Wer mit Kunden aus anderen Ländern zusammenarbeiten wolle, müsse nicht nur deren Sprache beherrschen, sondern auch die Geschäftskultur kennen. Die Rosatom biete deshalb angehenden Projektmanagern und Ingenieuren entsprechende Schulungen an. In diesen werden internationale Projekte allgemein betrachtet oder sie sind auf ein konkretes Neubauprojekt abgestimmt.

Neue Kundenbedürfnisse

Für Komarow ist das Neubauprojekt von Akkuyu im Süden der Türkei ein Beispiel, wie sich die Bedürfnisse der Kunden geändert haben. Es sei noch nicht einmal zehn Jahre her, als mehrheitlich schlüsselfertige Kernkraftwerke gewünscht wurden. In den letzten Jahren sei das anders geworden. Besonders in Ländern, die noch keine Kernkraftwerke betreiben, aber in die friedliche Nutzung der Kernenergie einsteigen wollen, entspreche der Bau einer Kernkraftwerkseinheit alleine nicht mehr ihren Bedürfnissen. Komarow erläuterte am Beispiel des Akkuyu-Projekts, dass zusätzlich auch Personal für den Betrieb der Anlage ausgebildet und Unterstützung beim Aufbau der gesetzlichen Rahmenbedingungen verlangt werde. Eine weitere Besonderheit sei, dass die Rosatom die vier geplanten Druckwasserreaktoren des Typs WWER-1200 mit einer Gesamtleistung von rund 4800 MW nach deren Fertigstellung nicht einfach der Türkei übergebe. Vielmehr werde die Türkei die mit der Anlage produzierte elektrische Energie zu garantierten Preisen der Rosatom abkaufen. Alles andere sei Sache der Rosatom.
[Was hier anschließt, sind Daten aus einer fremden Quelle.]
// Copyright (c) 2024-2025 Jesse Morgan / Morgan Forge
// SPDX-License-Identifier: AGPL-3.0-or-later

//! Canonical types used across reelcache.

use serde::{Deserialize, Serialize};
use std::fmt;
use std::path::Path;

/// Stable identifier of a video in the catalog.
#[derive(Debug, Clone, Copy, PartialEq, Eq, PartialOrd, Ord, Hash, Serialize, Deserialize)]
#[serde(transparent)]
pub struct VideoId(pub u64);

impl fmt::Display for VideoId {
    fn fmt(&self, f: &mut fmt::Formatter<'_>) -> fmt::Result {
        write!(f, "{}", self.0)
    }
}

impl From<u64> for VideoId {
    fn from(id: u64) -> Self {
        Self(id)
    }
}

/// Everything the cache and stream layers need to know about one video.
#[derive(Debug, Clone, PartialEq, Serialize, Deserialize)]
pub struct VideoDescriptor {
    pub id: VideoId,
    /// Playlist (category) the video belongs to.
    pub category_id: u64,
    /// Display title, usually the remote file name.
    pub title: String,
    /// Locator understood by the configured remote source
    /// (file id on the cloud drive, rooted path on the LAN server).
    pub remote_ref: String,
    /// Size reported by the catalog. Zero means unknown.
    #[serde(default)]
    pub size_bytes: u64,
}

impl VideoDescriptor {
    pub fn new(
        id: u64,
        category_id: u64,
        title: impl Into<String>,
        remote_ref: impl Into<String>,
        size_bytes: u64,
    ) -> Self {
        Self {
            id: VideoId(id),
            category_id,
            title: title.into(),
            remote_ref: remote_ref.into(),
            size_bytes,
        }
    }

    /// Media kind derived from the title's extension.
    pub fn media_kind(&self) -> MediaKind {
        MediaKind::from_path(Path::new(&self.title))
    }
}

/// Container formats the player understands.
#[derive(Debug, Clone, Copy, PartialEq, Eq)]
pub enum MediaKind {
    Mp4,
    M4v,
    QuickTime,
}

impl MediaKind {
    /// Classify by extension. Unknown or missing extensions are treated as MP4.
    pub fn from_path(path: &Path) -> Self {
        let ext = path
            .extension()
            .and_then(|e| e.to_str())
            .map(|e| e.to_ascii_lowercase());
        match ext.as_deref() {
            Some("mov") => MediaKind::QuickTime,
            Some("m4v") => MediaKind::M4v,
            _ => MediaKind::Mp4,
        }
    }

    /// Value for the `Content-Type` header.
    pub fn content_type(&self) -> &'static str {
        match self {
            MediaKind::QuickTime => "video/quicktime",
            MediaKind::Mp4 | MediaKind::M4v => "video/mp4",
        }
    }

    /// Extension (with dot) used for the cached copy on disk.
    pub fn cache_extension(&self) -> &'static str {
        match self {
            MediaKind::QuickTime => ".mov",
            MediaKind::M4v => ".m4v",
            MediaKind::Mp4 => ".mp4",
        }
    }
}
Grossbritannien verfolge ein ähnliches Ziel. Dort verhandle die EDF Energy plc mit der Regierung über einen sogenannten Differenzkontrakt für Strom aus ihren zwei geplanten Kernkraftwerkseinheiten des Typs EPR am Standort Hinkley Point C, für welche die EDF Energy am 19. März 2013 die Baubewilligung erhalten habe.
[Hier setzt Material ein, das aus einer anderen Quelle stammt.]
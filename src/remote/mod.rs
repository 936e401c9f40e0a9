// Copyright (c) 2024-2025 Jesse Morgan / Morgan Forge
// SPDX-License-Identifier: AGPL-3.0-or-later

//! Remote video sources.
//!
//! Videos physically live on a remote store. [`RemoteSource`] is the one
//! seam the cache and stream layers talk to; which store sits behind it is
//! decided once when the process starts.
//!
//! | Variant | Locator (`remote_ref`) | Auth |
//! |---|---|---|
//! | [`CloudDriveSource`] | numeric file id | bearer token from an [`AccessTokenProvider`] |
//! | [`LanFileSource`] | rooted forward-slash path | static `x-auth-token` header |
//!
//! No request timeout is set on either variant: media files are large and
//! links can be slow.

pub mod cloud;
pub mod lan;

pub use cloud::{AccessTokenProvider, CloudDriveSource, StaticTokenProvider};
pub use lan::{normalize_rel_path, LanFileSource};

use std::sync::Arc;

use anyhow::Result;
use async_trait::async_trait;
use bytes::Bytes;
use futures_util::stream::BoxStream;
use futures_util::StreamExt;
use serde::{Deserialize, Serialize};
use thiserror::Error;

use crate::config::SourceConfig;

/// Errors raised by a remote source.
#[derive(Debug, Error)]
pub enum RemoteError {
    #[error("remote source is not configured: {0}")]
    NotConfigured(String),

    #[error("remote source rejected credentials: {0}")]
    Auth(String),

    #[error("remote source answered HTTP {0}")]
    Status(u16),

    #[error("network error: {0}")]
    Network(#[from] reqwest::Error),

    #[error("unexpected response from remote source: {0}")]
    InvalidResponse(String),

    #[error("I/O error: {0}")]
    Io(#[from] std::io::Error),
}

/// One entry of a remote directory listing.
#[derive(Debug, Clone, PartialEq, Eq, Serialize, Deserialize)]
pub struct DirEntry {
    pub name: String,
    pub is_directory: bool,
    pub size_bytes: u64,
    /// Locator to pass back to [`RemoteSource::open_file`].
    pub stable_id: String,
}

/// An open upstream response: status, passthrough headers and the body.
pub struct RemoteStream {
    pub status: u16,
    pub content_type: Option<String>,
    pub content_range: Option<String>,
    pub content_length: Option<u64>,
    pub accept_ranges: Option<String>,
    pub body: BoxStream<'static, Result<Bytes, RemoteError>>,
}

impl std::fmt::Debug for RemoteStream {
    fn fmt(&self, f: &mut std::fmt::Formatter<'_>) -> std::fmt::Result {
        f.debug_struct("RemoteStream")
            .field("status", &self.status)
            .field("content_type", &self.content_type)
            .field("content_range", &self.content_range)
            .field("content_length", &self.content_length)
            .finish_non_exhaustive()
    }
}

impl RemoteStream {
    /// Wrap a streaming `reqwest` response.
    pub fn from_response(response: reqwest::Response) -> Self {
        let header = |name: reqwest::header::HeaderName| {
            response
                .headers()
                .get(name)
                .and_then(|v| v.to_str().ok())
                .map(str::to_string)
        };
        let content_type = header(reqwest::header::CONTENT_TYPE);
        let content_range = header(reqwest::header::CONTENT_RANGE);
        let accept_ranges = header(reqwest::header::ACCEPT_RANGES);
        let content_length = header(reqwest::header::CONTENT_LENGTH).and_then(|v| v.parse().ok());

        Self {
            status: response.status().as_u16(),
            content_type,
            content_range,
            content_length,
            accept_ranges,
            body: response
                .bytes_stream()
                .map(|chunk| chunk.map_err(RemoteError::from))
                .boxed(),
        }
    }

    /// True for 2xx statuses.
    pub fn is_success(&self) -> bool {
        (200..300).contains(&self.status)
    }
}

/// A store that can list directories and stream files.
#[async_trait]
pub trait RemoteSource: Send + Sync {
    /// Short name used in logs.
    fn kind(&self) -> &'static str;

    /// List one directory.
    async fn list_directory(&self, path: &str) -> Result<Vec<DirEntry>, RemoteError>;

    /// Open a file for streaming, forwarding `range` verbatim when given.
    async fn open_file(&self, remote_ref: &str, range: Option<&str>) -> Result<RemoteStream, RemoteError>;
}

/// Build the configured remote source.
pub fn from_config(source: &SourceConfig) -> Result<Arc<dyn RemoteSource>> {
    let source: Arc<dyn RemoteSource> = match source {
        SourceConfig::CloudDrive { api_base, access_token } => Arc::new(CloudDriveSource::new(
            api_base.clone(),
            Arc::new(StaticTokenProvider::new(access_token.clone())),
        )?),
        SourceConfig::Lan { base_url, token } => {
            Arc::new(LanFileSource::new(base_url.clone(), token.clone())?)
        }
    };
    tracing::info!(kind = source.kind(), "Remote source configured");
    Ok(source)
}

/// Shared `reqwest` client without an overall timeout.
fn http_client() -> Result<reqwest::Client, RemoteError> {
    Ok(reqwest::Client::builder()
        .redirect(reqwest::redirect::Policy::limited(5))
        .build()?)
}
Konkurrenz grosser Kernkraftwerke?

Welchen längerfristigen Einfluss die Gewinnung von Schiefergas mittels Fracking auf den Energiemarkt haben wird, ist für Komarow ungewiss. Zwar wären aufgrund der vermehrten Förderung von Schiefergas in den USA mehrere Kernkraftwerks-Neubauprojekte gestoppt oder ausgesetzt worden. Abzuwarten sei jedoch der Zeitpunkt, an dem das für den Transport verflüssigte Gas exportiert würde, was eine Preiserhöhung zur Folge hätte. Die lange Lebensdauer der heute gebauten Kernkraftwerkseinheiten ist für den stellvertretenden Generaldirektor der Rosatom denn auch ein wichtiger Vorteil gegenüber Gaskraftwerken. Moderne Kernkraftwerke seien für eine Betriebsdauer von 60 Jahren ausgelegt und könnten gemäss Komarow unter den geeigneten Voraussetzungen auch darüber hinaus sicher betrieben werden.

Die Rosatom ist auch im Bereich kleiner modularer Reaktoren (Small Modular Reactor, SMR) tätig und verfügt mit ihren atombetriebenen U-Booten und Eisbrechern über ein fundiertes Wissen zu diesen Reaktortypen. Für Komarow sind SMR jedoch aus Kostengründen keine Konkurrenz für grosse Kernkraftwerkseinheiten. Er sieht ihr Einsatzgebiet vielmehr in speziellen Anwendungen wie der Stromversorgung entlegener Regionen.

Rosatoms Neubauprojekte

Das russische Unternehmen ist bei verschiedenen Neubauprojekten auf der ganzen Welt tätig. Zum einen ist es an der Ausschreibung für das Neubauprojekt von Temelín in der Tschechischen Republik beteiligt. Zum anderen hofft die Rosatom, im finnischen Hanhikivi einen 1200-MW-Druckwasserreaktor der AES-2006-Reihe zu bauen. Ein Liefervertrag soll noch vor Jahresende unterzeichnet werden. Das Unternehmen verfolgt zudem konkrete Neubauprojekte in Bangladesch, Indien, Jordanien, Vietnam und Weissrussland.